■ TASK DETAILS:
Identify all lines of the data containing the string "range" and copy them.

Saved entries:
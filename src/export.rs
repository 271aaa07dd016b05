//! Export: render at the export size and hand the bitmap to the photo library.
//!
//! The export never retries and never mutates the composition state. A
//! library failure is an ordinary outcome (`succeeded: false`), not an error;
//! the only errors are contract violations by the caller.

use crate::composition::{CompositionState, LayoutError};
use crate::config::StudioConfig;
use crate::imaging::Renderer;
use crate::library::PhotoLibrary;
use thiserror::Error;

#[derive(Error, Debug, Clone, PartialEq)]
pub enum ExportError {
    /// The export control must be disabled while no image is selected.
    #[error("export requested without a source image")]
    MissingSourceImage,
    #[error(transparent)]
    Layout(#[from] LayoutError),
}

/// Outcome of one export, consumed once by whoever presents the alert.
#[derive(Debug, Clone, Copy, PartialEq, Eq)]
pub struct ExportResult {
    pub succeeded: bool,
}

impl ExportResult {
    pub fn title(&self) -> &'static str {
        if self.succeeded {
            "Image Saved!"
        } else {
            "Save Failed"
        }
    }

    pub fn message(&self) -> &'static str {
        if self.succeeded {
            "Your image has been saved to Photos successfully!"
        } else {
            "Failed to save image to Photos. Please check permissions."
        }
    }
}

/// Render `state` at `export.canvas_size` and save it to `library`.
///
/// Writes exactly one bitmap per call.
pub async fn export_and_save<L: PhotoLibrary>(
    state: &CompositionState,
    config: &StudioConfig,
    library: &L,
) -> Result<ExportResult, ExportError> {
    if !state.has_source_image() {
        return Err(ExportError::MissingSourceImage);
    }

    let size = config.export.canvas_size;
    let bitmap = Renderer::from_config(config).render(size, state)?;
    log::debug!("export rendered at {size}x{size}");

    let succeeded = library.save(bitmap).await;
    if !succeeded {
        log::warn!("export was not saved");
    }
    Ok(ExportResult { succeeded })
}
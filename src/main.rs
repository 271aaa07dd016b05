use clap::{Parser, Subcommand};
use shotframe::composition::{CornerStyle, compute_layout};
use shotframe::config::{self, StudioConfig};
use shotframe::imaging::fingerprint;
use shotframe::library::DirectoryLibrary;
use shotframe::session::EditorSession;
use shotframe::source::FileSource;
use shotframe::{background, output};
use std::path::PathBuf;
use std::sync::Arc;

/// Composition settings shared by `preview` and `export`.
#[derive(clap::Args, Clone)]
struct CompositionArgs {
    /// Screenshot to frame (PNG, JPEG, TIFF, WebP)
    #[arg(long)]
    image: Option<PathBuf>,

    /// Background id or name (see `shotframe backgrounds`)
    #[arg(long, default_value = "gradient1")]
    background: String,

    /// Corner-radius setting; clamped to the profile range
    #[arg(long)]
    corner_radius: Option<f64>,

    /// Image scale; clamped to the profile range
    #[arg(long)]
    scale: Option<f64>,

    /// Use smooth (continuous) corners instead of circular ones
    #[arg(long)]
    smooth: bool,
}

#[derive(Parser)]
#[command(name = "shotframe")]
#[command(about = "Frame screenshots on gradient backgrounds")]
#[command(long_about = "\
Frame screenshots on gradient backgrounds

Places a screenshot on a square gradient or solid background, rounds its
corners, adds a soft shadow, and exports a 2000x2000 PNG.

The preview and the export share one layout: the corner radius and the
image frame scale with the canvas, so the export is an exact enlargement
of the preview.

Run 'shotframe gen-config' to generate a documented shotframe.toml.")]
#[command(version)]
struct Cli {
    /// Config file (missing file = stock defaults)
    #[arg(long, default_value = config::CONFIG_FILENAME, global = true)]
    config: PathBuf,

    #[command(subcommand)]
    command: Command,
}

#[derive(Subcommand)]
enum Command {
    /// List the background catalog
    Backgrounds {
        /// Print the catalog as JSON
        #[arg(long)]
        json: bool,
    },
    /// Render the preview-size composition to a PNG
    Preview {
        #[command(flatten)]
        composition: CompositionArgs,
        /// Output file
        #[arg(long, default_value = "preview.png")]
        out: PathBuf,
    },
    /// Render the export-size composition and save it to a photo library directory
    Export {
        #[command(flatten)]
        composition: CompositionArgs,
        /// Photo library directory
        #[arg(long, default_value = "Photos")]
        library: PathBuf,
    },
    /// Print a stock shotframe.toml with all options documented
    GenConfig,
}

#[tokio::main]
async fn main() -> Result<(), Box<dyn std::error::Error>> {
    env_logger::Builder::from_env(env_logger::Env::default().default_filter_or("warn")).init();
    let cli = Cli::parse();

    match cli.command {
        Command::Backgrounds { json } => {
            if json {
                println!("{}", serde_json::to_string_pretty(background::catalog())?);
            } else {
                output::print_backgrounds(background::catalog());
            }
        }
        Command::Preview { composition, out } => {
            let config = config::load_config(&cli.config)?;
            init_thread_pool(&config.processing);
            let session = build_session(config, &composition).await?;

            let bitmap = session.preview()?;
            bitmap.save(&out)?;

            let canvas = session.config().preview.canvas_size;
            print_summary(&session, canvas, &fingerprint(&bitmap))?;
            println!("==> Preview written to {}", out.display());
        }
        Command::Export {
            composition,
            library,
        } => {
            let config = config::load_config(&cli.config)?;
            init_thread_pool(&config.processing);
            let mut session = build_session(config, &composition).await?;

            let library = Arc::new(DirectoryLibrary::new(library));
            let result = session.begin_export(Arc::clone(&library))?.await?;
            output::print_export_result(&result);
            if !result.succeeded {
                std::process::exit(1);
            }
            println!("==> Library: {}", library.dir().display());
        }
        Command::GenConfig => {
            print!("{}", config::stock_config_toml());
        }
    }

    Ok(())
}

/// Apply CLI settings to a fresh session, the same events the UI would send.
async fn build_session(
    config: StudioConfig,
    args: &CompositionArgs,
) -> Result<EditorSession, Box<dyn std::error::Error>> {
    let mut session = EditorSession::new(config);
    session.select_background(&args.background)?;
    if let Some(radius) = args.corner_radius {
        session.set_corner_radius(radius);
    }
    if let Some(scale) = args.scale {
        session.set_image_scale(scale);
    }
    if args.smooth {
        session.set_corner_style(CornerStyle::Smooth);
    }
    if let Some(path) = &args.image {
        if !session.pick_from(&FileSource::new(path)).await {
            eprintln!("No usable image at {}; showing placeholder", path.display());
        }
    }
    Ok(session)
}

fn print_summary(
    session: &EditorSession,
    canvas: u32,
    fingerprint: &str,
) -> Result<(), Box<dyn std::error::Error>> {
    let state = session.state();
    let layout = if state.has_source_image() {
        Some(compute_layout(
            canvas as f64,
            state,
            &session.config().composition,
        )?)
    } else {
        None
    };
    output::print_render(canvas, state, layout.as_ref(), fingerprint);
    Ok(())
}

/// Initialize the rayon thread pool based on processing config.
///
/// Caps at the number of available CPU cores. Users can constrain down, not up.
fn init_thread_pool(processing: &config::ProcessingConfig) {
    let threads = config::effective_threads(processing);
    rayon::ThreadPoolBuilder::new()
        .num_threads(threads)
        .build_global()
        .ok();
}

■ RESULT FOR THIS EXERCISE:
    /// Corner-radius setting; clamped to the profile range
    /// Image scale; clamped to the profile range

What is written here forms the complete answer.